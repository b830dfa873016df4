//! Turns parsed wire payloads into well-typed domain records: fills missing
//! fields, clamps ranges, and rejects low-quality evidence.

use chrono::Utc;

use crate::{
    config::Config,
    constants::{categories, messages},
    models::{
        domain::{
            generation::{GenerationOutcome, LearningPurpose, ValidationStatus},
            grading::{clamp_score, GradingResult},
            quiz_item::{normalize_ox_answer, MULTIPLE_CHOICE_OPTION_COUNT},
            ContentUnit, EvidenceSpan, QuizItem, QuizType,
        },
        dto::wire::{EvidenceWire, GradingWire, QuizWire},
    },
};

/// Lead-ins that make a short excerpt useless as evidence.
pub const DEFAULT_GENERIC_PREFIXES: [&str; 14] = [
    "this study",
    "this paper",
    "these results",
    "this work",
    "this research",
    "this article",
    "these findings",
    "the authors",
    "in this paper",
    "our results",
    "이 연구",
    "본 연구",
    "이 논문",
    "본 논문",
];

/// Floor for accepted evidence, whatever gate is configured.
pub const EVIDENCE_MIN_CHARS: usize = 15;

/// Excerpts at least this long pass even with a generic lead-in.
pub const GENERIC_PREFIX_MAX_CHARS: usize = 50;

/// One rule in the evidence quality gate.
pub trait QualityGate: Send + Sync {
    /// Returns the rejection reason, or `None` when the text passes.
    fn reject_reason(&self, text: &str) -> Option<String>;
}

pub struct MinLengthGate {
    pub min_chars: usize,
}

impl QualityGate for MinLengthGate {
    fn reject_reason(&self, text: &str) -> Option<String> {
        (text.trim().chars().count() < self.min_chars)
            .then(|| messages::EVIDENCE_TOO_SHORT.to_string())
    }
}

pub struct GenericLeadInGate {
    prefixes: Vec<String>,
    max_chars: usize,
}

impl GenericLeadInGate {
    pub fn new<I, S>(prefixes: I, max_chars: usize) -> Self
    where
        I: IntoIterator<Item = S>,
        S: AsRef<str>,
    {
        Self {
            prefixes: prefixes
                .into_iter()
                .map(|p| p.as_ref().trim().to_lowercase())
                .filter(|p| !p.is_empty())
                .collect(),
            max_chars,
        }
    }
}

impl QualityGate for GenericLeadInGate {
    fn reject_reason(&self, text: &str) -> Option<String> {
        let trimmed = text.trim();
        if trimmed.chars().count() >= self.max_chars {
            return None;
        }
        let lower = trimmed.to_lowercase();
        self.prefixes
            .iter()
            .any(|prefix| lower.starts_with(prefix.as_str()))
            .then(|| messages::EVIDENCE_TOO_GENERIC.to_string())
    }
}

/// Runs its gates in order; the first rejection wins.
pub struct EvidenceQualityGate {
    gates: Vec<Box<dyn QualityGate>>,
}

impl EvidenceQualityGate {
    pub fn new(gates: Vec<Box<dyn QualityGate>>) -> Self {
        Self { gates }
    }

    pub fn from_config(config: &Config) -> Self {
        let prefixes = DEFAULT_GENERIC_PREFIXES
            .iter()
            .map(|p| p.to_string())
            .chain(config.evidence_generic_prefixes.iter().cloned());

        Self::new(vec![
            Box::new(MinLengthGate {
                min_chars: config.evidence_min_length.max(EVIDENCE_MIN_CHARS),
            }),
            Box::new(GenericLeadInGate::new(prefixes, GENERIC_PREFIX_MAX_CHARS)),
        ])
    }
}

impl Default for EvidenceQualityGate {
    fn default() -> Self {
        Self::new(vec![
            Box::new(MinLengthGate {
                min_chars: EVIDENCE_MIN_CHARS,
            }),
            Box::new(GenericLeadInGate::new(
                DEFAULT_GENERIC_PREFIXES,
                GENERIC_PREFIX_MAX_CHARS,
            )),
        ])
    }
}

impl QualityGate for EvidenceQualityGate {
    fn reject_reason(&self, text: &str) -> Option<String> {
        self.gates.iter().find_map(|gate| gate.reject_reason(text))
    }
}

/// Checks evidence against the gate and pins it to the referenced unit.
///
/// When the excerpt occurs literally in the unit, the indices are recomputed
/// from its actual character position. Otherwise the model's indices are kept
/// if they fit inside the unit, and replaced by `-1` if they do not.
pub fn validate_evidence(
    wire: EvidenceWire,
    unit: &ContentUnit,
    gate: &dyn QualityGate,
) -> GenerationOutcome<EvidenceSpan> {
    let text = match wire.evidence.as_deref().map(str::trim) {
        Some(text) if !text.is_empty() => text.to_string(),
        _ => return GenerationOutcome::Rejected(messages::EVIDENCE_NOT_FOUND.to_string()),
    };

    if text.chars().count() < EVIDENCE_MIN_CHARS {
        return GenerationOutcome::Rejected(messages::EVIDENCE_TOO_SHORT.to_string());
    }

    if let Some(reason) = gate.reject_reason(&text) {
        return GenerationOutcome::Rejected(reason);
    }

    let text_chars = text.chars().count() as i64;
    let unit_chars = unit.text.chars().count() as i64;
    let (start_index, end_index) = match unit.text.find(&text) {
        Some(byte_start) => {
            let start = unit.text[..byte_start].chars().count() as i64;
            (start, start + text_chars)
        }
        None => {
            log::warn!(
                "Evidence for unit {} is not a literal excerpt; keeping model indices if in bounds",
                unit.id
            );
            match (wire.start_index, wire.end_index) {
                (Some(start), Some(end)) if 0 <= start && start < end && end <= unit_chars => {
                    (start, end)
                }
                _ => (-1, -1),
            }
        }
    };

    GenerationOutcome::Ok(EvidenceSpan {
        content_id: unit.id.clone(),
        text: Some(text),
        start_index,
        end_index,
    })
}

pub fn normalize_grading(wire: GradingWire) -> (GradingResult, ValidationStatus) {
    let mut repaired = false;

    let score = match wire.score {
        Some(score) => {
            let clamped = clamp_score(score);
            repaired |= clamped != score;
            clamped
        }
        None => {
            repaired = true;
            0
        }
    };

    let is_correct = wire.is_correct.unwrap_or_else(|| {
        repaired = true;
        false
    });

    let mut text_or_default = |value: Option<String>, default: &str| match value {
        Some(v) if !v.trim().is_empty() => v.trim().to_string(),
        _ => {
            repaired = true;
            default.to_string()
        }
    };
    let feedback = text_or_default(wire.feedback, messages::DEFAULT_GRADING_FEEDBACK);
    let explanation = text_or_default(wire.explanation, messages::DEFAULT_GRADING_EXPLANATION);

    let status = if repaired {
        ValidationStatus::Repaired
    } else {
        ValidationStatus::Ok
    };

    (
        GradingResult {
            is_correct,
            score,
            feedback,
            explanation,
        },
        status,
    )
}

/// What the quiz normalizer needs to know about the request.
pub struct QuizContext<'a> {
    pub document_id: &'a str,
    pub units: &'a [ContentUnit],
    pub purpose: LearningPurpose,
}

#[derive(Debug, Default)]
pub struct QuizNormalization {
    pub items: Vec<QuizItem>,
    pub repaired: usize,
    pub dropped: usize,
}

impl QuizNormalization {
    pub fn status(&self) -> ValidationStatus {
        if self.repaired > 0 || self.dropped > 0 {
            ValidationStatus::Repaired
        } else {
            ValidationStatus::Ok
        }
    }
}

/// Normalizes every item; items that cannot satisfy their type's invariant
/// are dropped (and counted) instead of failing the batch.
pub fn normalize_quiz_items(wires: Vec<QuizWire>, ctx: &QuizContext<'_>) -> QuizNormalization {
    let mut outcome = QuizNormalization::default();

    for (position, wire) in wires.into_iter().enumerate() {
        match normalize_quiz_item(wire, position, ctx) {
            Some((item, repaired)) => {
                if repaired {
                    outcome.repaired += 1;
                }
                outcome.items.push(item);
            }
            None => outcome.dropped += 1,
        }
    }

    outcome
}

fn non_blank(value: Option<String>) -> Option<String> {
    value
        .map(|v| v.trim().to_string())
        .filter(|v| !v.is_empty())
}

/// Wraps any index, including negative ones, into `0..len`.
pub fn wrap_content_index(index: i64, len: usize) -> usize {
    index.rem_euclid(len as i64) as usize
}

fn normalize_quiz_item(
    wire: QuizWire,
    position: usize,
    ctx: &QuizContext<'_>,
) -> Option<(QuizItem, bool)> {
    let mut repaired = false;
    let number = position + 1;

    let quiz_type = match wire.quiz_type.as_deref().and_then(QuizType::from_wire) {
        Some(t) => t,
        None => {
            repaired = true;
            QuizType::MultipleChoice
        }
    };

    let question = non_blank(wire.quiz_question).unwrap_or_else(|| {
        repaired = true;
        format!("Question {}", number)
    });

    let explanation = non_blank(wire.quiz_explanation).unwrap_or_else(|| {
        repaired = true;
        messages::DEFAULT_QUIZ_EXPLANATION.to_string()
    });

    let content_id = if ctx.units.is_empty() {
        None
    } else {
        let raw_index = wire.content_index.unwrap_or(position as i64);
        let index = wrap_content_index(raw_index, ctx.units.len());
        if wire.content_index != Some(index as i64) {
            repaired = true;
        }
        Some(ctx.units[index].id.clone())
    };

    let category = wire
        .category
        .as_deref()
        .and_then(|c| categories::resolve_category(ctx.purpose, c))
        .map(str::to_string);

    let answer = non_blank(wire.quiz_answer).unwrap_or_default();
    let raw_choices: Vec<String> = wire
        .quiz_choices
        .unwrap_or_default()
        .into_iter()
        .map(|c| c.trim().to_string())
        .collect();

    let (choices, answer) = match quiz_type {
        QuizType::MultipleChoice => {
            let choices: Vec<String> = raw_choices.into_iter().filter(|c| !c.is_empty()).collect();
            if choices.len() != MULTIPLE_CHOICE_OPTION_COUNT {
                log::debug!(
                    "Dropping multiple-choice item {} with {} choices",
                    number,
                    choices.len()
                );
                return None;
            }
            let resolved = resolve_choice(&choices, &answer)?;
            if resolved != answer {
                repaired = true;
            }
            (choices, resolved)
        }
        QuizType::Ox => {
            if !raw_choices.is_empty() {
                repaired = true;
            }
            let normalized = normalize_ox_answer(&answer)?;
            if normalized != answer {
                repaired = true;
            }
            (Vec::new(), normalized.to_string())
        }
        QuizType::ShortAnswer | QuizType::Essay => {
            if answer.is_empty() {
                return None;
            }
            if !raw_choices.is_empty() {
                repaired = true;
            }
            (Vec::new(), answer)
        }
    };

    Some((
        QuizItem {
            id: uuid::Uuid::new_v4().to_string(),
            document_id: ctx.document_id.to_string(),
            content_id,
            quiz_type,
            question,
            choices,
            answer,
            explanation,
            category,
            evidence: None,
            evidence_span: None,
            created_at: Some(Utc::now()),
        },
        repaired,
    ))
}

/// Maps a model's answer onto one of the four choices: verbatim,
/// case-insensitively, as a letter `A`-`D`, as a 1-based number, or as the
/// only choice containing the answer text.
fn resolve_choice(choices: &[String], answer: &str) -> Option<String> {
    if let Some(exact) = choices.iter().find(|c| c.as_str() == answer) {
        return Some(exact.clone());
    }
    if let Some(folded) = choices.iter().find(|c| c.eq_ignore_ascii_case(answer)) {
        return Some(folded.clone());
    }

    let marker: String = answer
        .trim_matches(|c: char| c == '(' || c == ')' || c == '.' || c.is_whitespace())
        .to_string();
    let index = match marker.to_ascii_uppercase().as_str() {
        "A" => Some(0),
        "B" => Some(1),
        "C" => Some(2),
        "D" => Some(3),
        other => other
            .parse::<usize>()
            .ok()
            .filter(|n| (1..=choices.len()).contains(n))
            .map(|n| n - 1),
    };

    if let Some(choice) = index.and_then(|i| choices.get(i)) {
        return Some(choice.clone());
    }

    let needle = answer.trim().to_lowercase();
    if needle.is_empty() {
        return None;
    }
    let mut containing = choices.iter().filter(|c| c.to_lowercase().contains(&needle));
    match (containing.next(), containing.next()) {
        (Some(only), None) => Some(only.clone()),
        _ => None,
    }
}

* Requirement *
For every line in the data above that has the string "contains", return that line.

* Written response *
            .filter(|n| (1..=choices.len()).contains(n))
    let mut containing = choices.iter().filter(|c| c.to_lowercase().contains(&needle));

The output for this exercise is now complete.